Scalise and Jordan seek top leadership role in US house

The race to replace ousted House Speaker Kevin McCarthy took shape as Steve Scalise, the chamber's No.2 Republican, and Jim Jordan, a leading antagonist of Democratic President Joe Biden.
House Judiciary Committee Chairman Rep. Jim Jordan (R-OH), a prime contender in the race to be the next Speaker of the U.S. House of Representatives, arrives for a meeting with the Texas Republican House delegation the morning after former Speaker of the House Kevin McCarthy (R-CA) was ousted from the position of Speaker by a House vote, at the U.S. Capitol in Washington, U.S. October 4, 2023.
House Judiciary Committee Chairman Rep. Jim Jordan (R-OH), a prime contender in the race to be the next Speaker of the U.S. House of Representatives, arrives for a meeting with the Texas Republican House delegation the morning after former Speaker of the House Kevin McCarthy (R-CA) was ousted from the position of Speaker by a House vote, at the U.S. Capitol in Washington, U.S. October 4, 2023.REUTERS/Evelyn Hockstein

By David Morgan, Moira Warburton and Makini Brice

WASHINGTON (Reuters) -The race to replace ousted House Speaker Kevin McCarthy took shape on Wednesday as Steve Scalise, the chamber's No.2 Republican, and Jim Jordan, a leading antagonist of Democratic President Joe Biden, said they would seek the post.

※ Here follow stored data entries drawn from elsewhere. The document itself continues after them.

//! Pipeline configuration loaded from YAML.

use std::fs;
use std::path::{Path, PathBuf};

use anyhow::{Context, Result, bail};
use serde::{Deserialize, Serialize};

use crate::tracking::frame::{DescriptorKind, DetectorKind, validate_combination};
use crate::tracking::matching::{KNN_RATIO, MatcherKind, SelectorKind};

#[derive(Debug, Clone, Serialize, Deserialize)]
pub struct PipelineConfig {
    pub dataset: DatasetConfig,
    #[serde(default)]
    pub fusion: FusionConfig,
    #[serde(default)]
    pub lidar_crop: LidarCropConfig,
    #[serde(default)]
    pub features: FeatureConfig,
    #[serde(default)]
    pub output: OutputConfig,
}

/// KITTI raw layout: `<root>/<image_dir>/0000000000.png`,
/// `<root>/<lidar_dir>/0000000000.bin`, `<root>/<detections_dir>/0000000000.csv`.
#[derive(Debug, Clone, Serialize, Deserialize)]
pub struct DatasetConfig {
    pub root: PathBuf,
    #[serde(default = "default_image_dir")]
    pub image_dir: PathBuf,
    #[serde(default = "default_lidar_dir")]
    pub lidar_dir: PathBuf,
    #[serde(default = "default_detections_dir")]
    pub detections_dir: PathBuf,
    /// `calib_cam_to_cam.txt` (provides `P_rect_00`, `R_rect_00`).
    pub cam_to_cam: PathBuf,
    /// `calib_velo_to_cam.txt` (provides `R`, `T`).
    pub velo_to_cam: PathBuf,
    #[serde(default)]
    pub first_frame: usize,
    pub last_frame: usize,
    #[serde(default = "default_frame_step")]
    pub frame_step: usize,
    #[serde(default = "default_index_width")]
    pub index_width: usize,
    #[serde(default = "default_image_extension")]
    pub image_extension: String,
}

#[derive(Debug, Clone, Serialize, Deserialize)]
pub struct FusionConfig {
    /// Fraction by which regions are shrunk before lidar association.
    pub shrink_factor: f64,
    /// Sensor rate in frames per second, before `frame_step` is applied.
    pub sensor_frame_rate: f64,
}

impl Default for FusionConfig {
    fn default() -> Self {
        Self {
            shrink_factor: 0.10,
            sensor_frame_rate: 10.0,
        }
    }
}

/// Box in front of the ego vehicle (lidar frame, metres) that lidar points
/// must fall into.
#[derive(Debug, Clone, Serialize, Deserialize)]
pub struct LidarCropConfig {
    pub min_x: f64,
    pub max_x: f64,
    pub max_y: f64,
    pub min_z: f64,
    pub max_z: f64,
    /// Minimum reflectivity.
    pub min_r: f64,
}

impl Default for LidarCropConfig {
    fn default() -> Self {
        Self {
            min_x: 2.0,
            max_x: 20.0,
            max_y: 2.0,
            min_z: -1.5,
            max_z: -0.9,
            min_r: 0.1,
        }
    }
}

#[derive(Debug, Clone, Serialize, Deserialize)]
pub struct FeatureConfig {
    pub detector: DetectorKind,
    pub descriptor: DescriptorKind,
    pub matcher: MatcherKind,
    pub selector: SelectorKind,
    pub knn_ratio: f32,
}

impl Default for FeatureConfig {
    fn default() -> Self {
        Self {
            detector: DetectorKind::Fast,
            descriptor: DescriptorKind::Brief,
            matcher: MatcherKind::BruteForce,
            selector: SelectorKind::KNearestNeighbors,
            knn_ratio: KNN_RATIO,
        }
    }
}

#[derive(Debug, Clone, Default, Serialize, Deserialize)]
pub struct OutputConfig {
    /// CSV file receiving one row per tracked region and frame.
    pub report_path: Option<PathBuf>,
}

fn default_image_dir() -> PathBuf {
    PathBuf::from("image_02/data")
}

fn default_lidar_dir() -> PathBuf {
    PathBuf::from("velodyne_points/data")
}

fn default_detections_dir() -> PathBuf {
    PathBuf::from("detections")
}

fn default_frame_step() -> usize {
    1
}

fn default_index_width() -> usize {
    10
}

fn default_image_extension() -> String {
    "png".to_string()
}

impl PipelineConfig {
    pub fn load<P: AsRef<Path>>(path: P) -> Result<Self> {
        let path = path.as_ref();
        let contents = fs::read_to_string(path)
            .with_context(|| format!("Failed to read config {}", path.display()))?;
        Self::from_yaml(&contents)
    }

    pub fn from_yaml(contents: &str) -> Result<Self> {
        let config: PipelineConfig = serde_yaml::from_str(contents)?;
        config.validate()?;
        Ok(config)
    }

    pub fn validate(&self) -> Result<()> {
        let shrink = self.fusion.shrink_factor;
        if !(0.0..1.0).contains(&shrink) {
            bail!("shrink_factor must be in [0, 1), got {}", shrink);
        }
        if !(self.fusion.sensor_frame_rate > 0.0) {
            bail!(
                "sensor_frame_rate must be positive, got {}",
                self.fusion.sensor_frame_rate
            );
        }
        if self.dataset.frame_step == 0 {
            bail!("frame_step must be at least 1");
        }
        if self.dataset.last_frame < self.dataset.first_frame {
            bail!(
                "last_frame ({}) is before first_frame ({})",
                self.dataset.last_frame,
                self.dataset.first_frame
            );
        }
        if !(self.features.knn_ratio > 0.0 && self.features.knn_ratio <= 1.0) {
            bail!("knn_ratio must be in (0, 1], got {}", self.features.knn_ratio);
        }
        validate_combination(self.features.detector, self.features.descriptor)?;
        Ok(())
    }

    /// Rate of the processed frame sequence (frames/second).
    pub fn frame_rate(&self) -> f64 {
        self.fusion.sensor_frame_rate / self.dataset.frame_step as f64
    }
}
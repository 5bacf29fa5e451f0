//! Per-frame measurement types: lidar points, keypoints, matches, regions.

use nalgebra::{Point2, Vector3};

use crate::geometry::Roi;

/// One lidar return in the sensor frame (x forward, y left, z up).
#[derive(Debug, Clone, Copy, PartialEq)]
pub struct LidarPoint {
    pub x: f64,
    pub y: f64,
    pub z: f64,
    /// Reflectivity in `[0, 1]`.
    pub r: f64,
}

impl LidarPoint {
    pub fn new(x: f64, y: f64, z: f64, r: f64) -> Self {
        Self { x, y, z, r }
    }

    #[inline]
    pub fn position(&self) -> Vector3<f64> {
        Vector3::new(self.x, self.y, self.z)
    }
}

/// A detected image feature.
#[derive(Debug, Clone, Copy, PartialEq)]
pub struct Keypoint {
    pub pt: Point2<f64>,
    /// Diameter of the meaningful neighbourhood.
    pub size: f64,
    /// Orientation in degrees, `-1.0` if not applicable.
    pub angle: f64,
    pub response: f64,
    pub octave: i32,
    /// Detector-specific tag, `-1` if unused. AKAZE stores the evolution
    /// level here and needs it back when describing.
    pub class_id: i32,
}

impl Keypoint {
    pub fn new(x: f64, y: f64) -> Self {
        Self {
            pt: Point2::new(x, y),
            size: 1.0,
            angle: -1.0,
            response: 0.0,
            octave: 0,
            class_id: -1,
        }
    }

    pub fn with_size(mut self, size: f64) -> Self {
        self.size = size;
        self
    }

    pub fn with_response(mut self, response: f64) -> Self {
        self.response = response;
        self
    }
}

/// Keypoint match between the previous frame (`prev_idx`) and the current
/// frame (`curr_idx`).
///
/// Equivalent to OpenCV's `DMatch` with `queryIdx = prev_idx` and
/// `trainIdx = curr_idx`.
#[derive(Debug, Clone, Copy, PartialEq)]
pub struct Correspondence {
    pub prev_idx: usize,
    pub curr_idx: usize,
    /// Descriptor distance reported by the matcher.
    pub distance: f32,
}

impl Correspondence {
    pub fn new(prev_idx: usize, curr_idx: usize) -> Self {
        Self {
            prev_idx,
            curr_idx,
            distance: 0.0,
        }
    }
}

/// Identifier of a detection region, unique within one frame.
#[derive(Debug, Clone, Copy, PartialEq, Eq, PartialOrd, Ord, Hash)]
pub struct RegionId(pub i32);

impl std::fmt::Display for RegionId {
    fn fmt(&self, f: &mut std::fmt::Formatter<'_>) -> std::fmt::Result {
        write!(f, "BB{}", self.0)
    }
}

/// A detected object in one frame.
///
/// `lidar_points` and `kpt_matches` are derived data. They start empty and
/// are rebuilt every time a frame is assembled, never carried over from an
/// earlier frame.
#[derive(Debug, Clone, PartialEq)]
pub struct Region {
    pub id: RegionId,
    pub roi: Roi,
    pub class_id: i32,
    pub confidence: f64,
    pub lidar_points: Vec<LidarPoint>,
    pub kpt_matches: Vec<Correspondence>,
}

impl Region {
    pub fn new(id: i32, roi: Roi) -> Self {
        Self {
            id: RegionId(id),
            roi,
            class_id: -1,
            confidence: 0.0,
            lidar_points: Vec::new(),
            kpt_matches: Vec::new(),
        }
    }

    pub fn with_class(mut self, class_id: i32, confidence: f64) -> Self {
        self.class_id = class_id;
        self.confidence = confidence;
        self
    }

    /// Forward distances (x) of the associated lidar points.
    pub fn lidar_x(&self) -> Vec<f64> {
        self.lidar_points.iter().map(|p| p.x).collect()
    }
}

The two lawmakers could be joined by several other candidates in what could be a lengthy and likely messy battle to fill the post in the House where Republicans hold a majority.

Republican lawmakers emerging from a private meeting mainly named the two as leading candidates.

Tuesday's historic removal of McCarthy, driven by a rebellious faction of Republicans, marked the first time the chamber has removed its leader from a position that is second in line to the president after the vice president.

Republicans have set an Oct. 11 vote to choose a successor and are due to meet the day before to hear from their candidates.

The leadership fight is eating into the time lawmakers have to extend government spending before it expires on Nov. 18 and update farm-subsidy and nutrition programs, among other tasks.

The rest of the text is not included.